Troya was the first time that I took that step in expressing myself outward as a photographer. Originally, I had been to Kiev for a few other jobs, and it was the first place that I had been in Eastern Europe. I had grown up with these tales of the Soviet Union from my grandmother and my grandfather who were of Georgian descent, and my grandfather escaped Soviet Russia with his family and ended up working for the state department in American and Soviet relations. He was the first person to be charged by McCarthy during the McCarthy era because he had Russian descent.
His stories of Eastern Europe at the dinner table always played a huge role in my fantasies of my origins as a person. One of my best friends, his name is Gordon von Steiner. He’s an amazing director. He and I were in Europe for two jobs, and we had 10 days off between the two of the jobs, and I told him my idea to go to Kiev to shoot my first photo series.
We decided very last minute that he was going to come with me and that we would also try to shoot a film together. When we landed there, we had no idea what we were going to shoot. He had some ideas for some scenes for the film, and I had some ideas for the photographs, and luckily, they went hand-in-hand. We spent four days location scouting and casting, and then when it came time to shoot, I think we were both shocked at how unprepared we actually felt. It all came together really quickly. When we finished shooting and I got the negatives back from my medium format, it was really emotional for me, because it felt like I was expressing myself outwardly as a photographer, but also as an artist for the first time, with my own voice.
I think all photographers long for that moment.
One of the reasons I wanted to do an exhibition for this project so badly was because I wanted to reintroduce myself to the creative world that I had grown to know in New York over the last 10 years. It was the beginning of a new path for me, which was really cathartic.
How has working as a cinematographer been different than working as a photographer, and how has it helped you make your own work?
The thing about being a cinematographer is that I’m often challenged by directors to come up with lighting setups that I would’ve never had the opportunity to shoot as a photographer, just because the budgets aren’t necessarily the same. You’re thrown into scenarios like shooting a subway container in a studio and making it look like it’s moving, and then passing through a tunnel with light. The other challenge is helping other artists make their vision come to life. It’s almost a creative exercise in that way.
Do you have a mantra, or something you tell yourself when you’re super busy with tons of projects and it all feels like too much?
One thing I tell myself in the morning if I’m feeling anxious about going to set, is that I know it’s worth going to, and I know there are lessons to be learned there. Because if I am not anxious, it usually means I’ve done it before or it’ll be a walk in the park, you know?
Having accomplished all that you have, what are you most proud of in your career so far?

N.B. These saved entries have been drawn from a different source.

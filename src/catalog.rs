//! Catalog of named candidate home bases.
//!
//! Bases are suggested either by density scoring against the locations or by
//! clustering the locations and snapping each centroid to the nearest free
//! catalog entry.

use linfa::DatasetBase;
use linfa::prelude::*;
use linfa_clustering::KMeans;
use ndarray::Array2;
use tracing::{debug, warn};

use crate::error::{PlannerError, Result};
use crate::model::{CandidateBase, Location};
use crate::traits::{DistanceMatrixProvider, Positioned};

/// Radius (km) within which a location counts as "nearby" a candidate.
const NEARBY_RADIUS_KM: f64 = 200.0;

const MEAN_DISTANCE_WEIGHT: f64 = 0.6;
const NEARBY_COUNT_WEIGHT: f64 = 0.4;
const MIN_DISTANCE_WEIGHT: f64 = 0.2;

const KMEANS_MAX_ITERATIONS: u64 = 300;

/// Swedish cities used as home bases when none are supplied.
const SWEDISH_CITIES: &[(f64, f64, &str)] = &[
    (59.3293, 18.0686, "Stockholm"),
    (57.7089, 11.9746, "Göteborg"),
    (55.6050, 13.0038, "Malmö"),
    (59.8586, 17.6389, "Uppsala"),
    (59.2753, 15.2134, "Örebro"),
    (58.4108, 15.6214, "Linköping"),
    (56.1612, 15.5869, "Växjö"),
    (56.0465, 12.6945, "Helsingborg"),
    (62.3908, 17.3069, "Sundsvall"),
    (58.5877, 16.1924, "Norrköping"),
    (57.7826, 14.1618, "Jönköping"),
    (63.8258, 20.2630, "Umeå"),
    (60.6749, 17.1413, "Gävle"),
    (59.6099, 16.5448, "Västerås"),
    (59.6749, 14.8702, "Karlstad"),
    (59.0392, 12.5045, "Borås"),
    (59.3793, 13.5039, "Eskilstuna"),
    (65.5848, 22.1547, "Luleå"),
    (56.8777, 14.8091, "Kalmar"),
    (55.9929, 14.1579, "Kristianstad"),
    (63.1792, 14.6357, "Östersund"),
    (58.5947, 13.5090, "Skövde"),
    (57.1063, 12.2580, "Halmstad"),
    (60.1282, 18.6435, "Norrtälje"),
    (59.2741, 18.0825, "Södertälje"),
    (58.7527, 17.0085, "Enköping"),
    (62.6308, 17.9411, "Härnösand"),
    (56.0371, 14.8533, "Karlskrona"),
    (67.8558, 20.2253, "Kiruna"),
    (58.2544, 12.3717, "Trollhättan"),
];

/// Ordered list of named points that can serve as home bases.
#[derive(Debug, Clone)]
pub struct CandidateBaseCatalog {
    bases: Vec<CandidateBase>,
}

impl Default for CandidateBaseCatalog {
    fn default() -> Self {
        Self::new(
            SWEDISH_CITIES
                .iter()
                .map(|&(lat, lon, name)| CandidateBase::new(lat, lon, name))
                .collect(),
        )
    }
}

impl CandidateBaseCatalog {
    pub fn new(bases: Vec<CandidateBase>) -> Self {
        Self { bases }
    }

    pub fn bases(&self) -> &[CandidateBase] {
        &self.bases
    }

    pub fn len(&self) -> usize {
        self.bases.len()
    }

    pub fn is_empty(&self) -> bool {
        self.bases.is_empty()
    }

    /// Catalog names in catalog order.
    pub fn names(&self) -> Vec<&str> {
        self.bases.iter().map(|b| b.name.as_str()).collect()
    }

    pub fn by_name(&self, name: &str) -> Result<&CandidateBase> {
        self.bases
            .iter()
            .find(|b| b.name == name)
            .ok_or_else(|| PlannerError::BaseNotFound(name.to_string()))
    }

    /// The first `count` entries whose names are not in `used`.
    pub fn prefix(&self, count: usize, used: &[String]) -> Vec<CandidateBase> {
        self.bases
            .iter()
            .filter(|b| !used.contains(&b.name))
            .take(count)
            .cloned()
            .collect()
    }

    /// Suggest `count` bases by how densely the locations surround them.
    ///
    /// Lower score is better: mean distance counts against a candidate while
    /// the number of locations within 200 km and the minimum distance are
    /// subtracted. `allowed` restricts the candidates to the named entries;
    /// unknown names are ignored.
    pub fn suggest<M: DistanceMatrixProvider>(
        &self,
        locations: &[Location],
        count: usize,
        allowed: Option<&[String]>,
        metric: &M,
    ) -> Vec<CandidateBase> {
        if locations.is_empty() || count == 0 {
            return Vec::new();
        }

        let mut candidates: Vec<&CandidateBase> = match allowed {
            Some(names) => names
                .iter()
                .filter_map(|name| self.bases.iter().find(|b| &b.name == name))
                .collect(),
            None => self.bases.iter().collect(),
        };
        candidates.dedup_by(|a, b| a.name == b.name);

        let mut scored: Vec<(f64, &CandidateBase)> = candidates
            .into_iter()
            .map(|base| (density_score(base, locations, metric), base))
            .collect();
        // Stable sort keeps catalog order among equal scores.
        scored.sort_by(|a, b| a.0.total_cmp(&b.0));

        let mut suggested: Vec<CandidateBase> = Vec::with_capacity(count);
        for (score, base) in scored {
            if suggested.len() == count {
                break;
            }
            if suggested.iter().any(|s| s.name == base.name) {
                continue;
            }
            debug!(base = %base.name, score, "suggested home base");
            suggested.push(base.clone());
        }
        suggested
    }

    /// Place `count` bases by clustering the locations onto the catalog.
    pub fn place_by_clustering<M: DistanceMatrixProvider>(
        &self,
        locations: &[Location],
        count: usize,
        metric: &M,
    ) -> Vec<CandidateBase> {
        self.place_by_clustering_excluding(locations, count, &[], metric)
    }

    /// Like [`place_by_clustering`](Self::place_by_clustering), never returning
    /// an entry named in `used`.
    ///
    /// Falls back to the catalog prefix when there are fewer locations than
    /// requested bases or the clustering fails.
    pub fn place_by_clustering_excluding<M: DistanceMatrixProvider>(
        &self,
        locations: &[Location],
        count: usize,
        used: &[String],
        metric: &M,
    ) -> Vec<CandidateBase> {
        if count == 0 {
            return Vec::new();
        }

        let centroids = match cluster_centroids(locations, count) {
            Ok(centroids) => centroids,
            Err(err) => {
                warn!(%err, count, "falling back to catalog order for home bases");
                return self.prefix(count, used);
            }
        };

        let mut taken: Vec<String> = used.to_vec();
        let mut placed = Vec::with_capacity(count);

        for centroid in centroids {
            let nearest = self
                .bases
                .iter()
                .filter(|b| !taken.contains(&b.name))
                .map(|b| (metric.distance_km(centroid, b.position()), b))
                .min_by(|a, b| a.0.total_cmp(&b.0));

            let chosen = match nearest {
                Some((_, base)) => base,
                None => match self.bases.iter().find(|b| !taken.contains(&b.name)) {
                    Some(base) => base,
                    None => break,
                },
            };

            debug!(base = %chosen.name, lat = centroid.0, lon = centroid.1, "cluster centroid placed");
            taken.push(chosen.name.clone());
            placed.push(chosen.clone());
        }

        placed
    }
}

fn density_score<M: DistanceMatrixProvider>(
    base: &CandidateBase,
    locations: &[Location],
    metric: &M,
) -> f64 {
    let distances: Vec<f64> = locations
        .iter()
        .map(|loc| metric.distance_km(base.position(), loc.position()))
        .collect();

    let mean = distances.iter().sum::<f64>() / distances.len() as f64;
    let min = distances.iter().copied().fold(f64::INFINITY, f64::min);
    let nearby = distances.iter().filter(|&&d| d <= NEARBY_RADIUS_KM).count() as f64;

    mean * MEAN_DISTANCE_WEIGHT - nearby * NEARBY_COUNT_WEIGHT - min * MIN_DISTANCE_WEIGHT
}

/// K-means centroids of the location coordinates, as (lat, lon).
fn cluster_centroids(locations: &[Location], count: usize) -> Result<Vec<(f64, f64)>> {
    if locations.len() < count {
        return Err(PlannerError::ClusteringUnavailable(format!(
            "{} locations cannot form {} clusters",
            locations.len(),
            count
        )));
    }

    let points: Vec<f64> = locations
        .iter()
        .flat_map(|loc| [loc.latitude, loc.longitude])
        .collect();
    let observations = Array2::from_shape_vec((locations.len(), 2), points)
        .map_err(|err| PlannerError::ClusteringUnavailable(err.to_string()))?;
    let dataset = DatasetBase::from(observations);

    let model = KMeans::params(count)
        .max_n_iterations(KMEANS_MAX_ITERATIONS)
        .fit(&dataset)
        .map_err(|err| PlannerError::ClusteringUnavailable(err.to_string()))?;

    Ok(model
        .centroids()
        .rows()
        .into_iter()
        .map(|row| (row[0], row[1]))
        .collect())
}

While I do feel a lot of pride in my work, like every artist would tell you, I’m also never really happy with it. But I’ll come up with a better answer. There was so much fear around the idea of showing the world that I could be a still photographer and an artist in my own right. It was holding me back for years. I had gained a small level of success as a cinematographer, and I was afraid that if I showed myself as a photographer, the stakes would be so high that I would have to live up to a certain standard. I was so afraid of that standard I was holding myself to, that I held myself back. The most proud I’ve ever been is when I decided to not let fear stop me.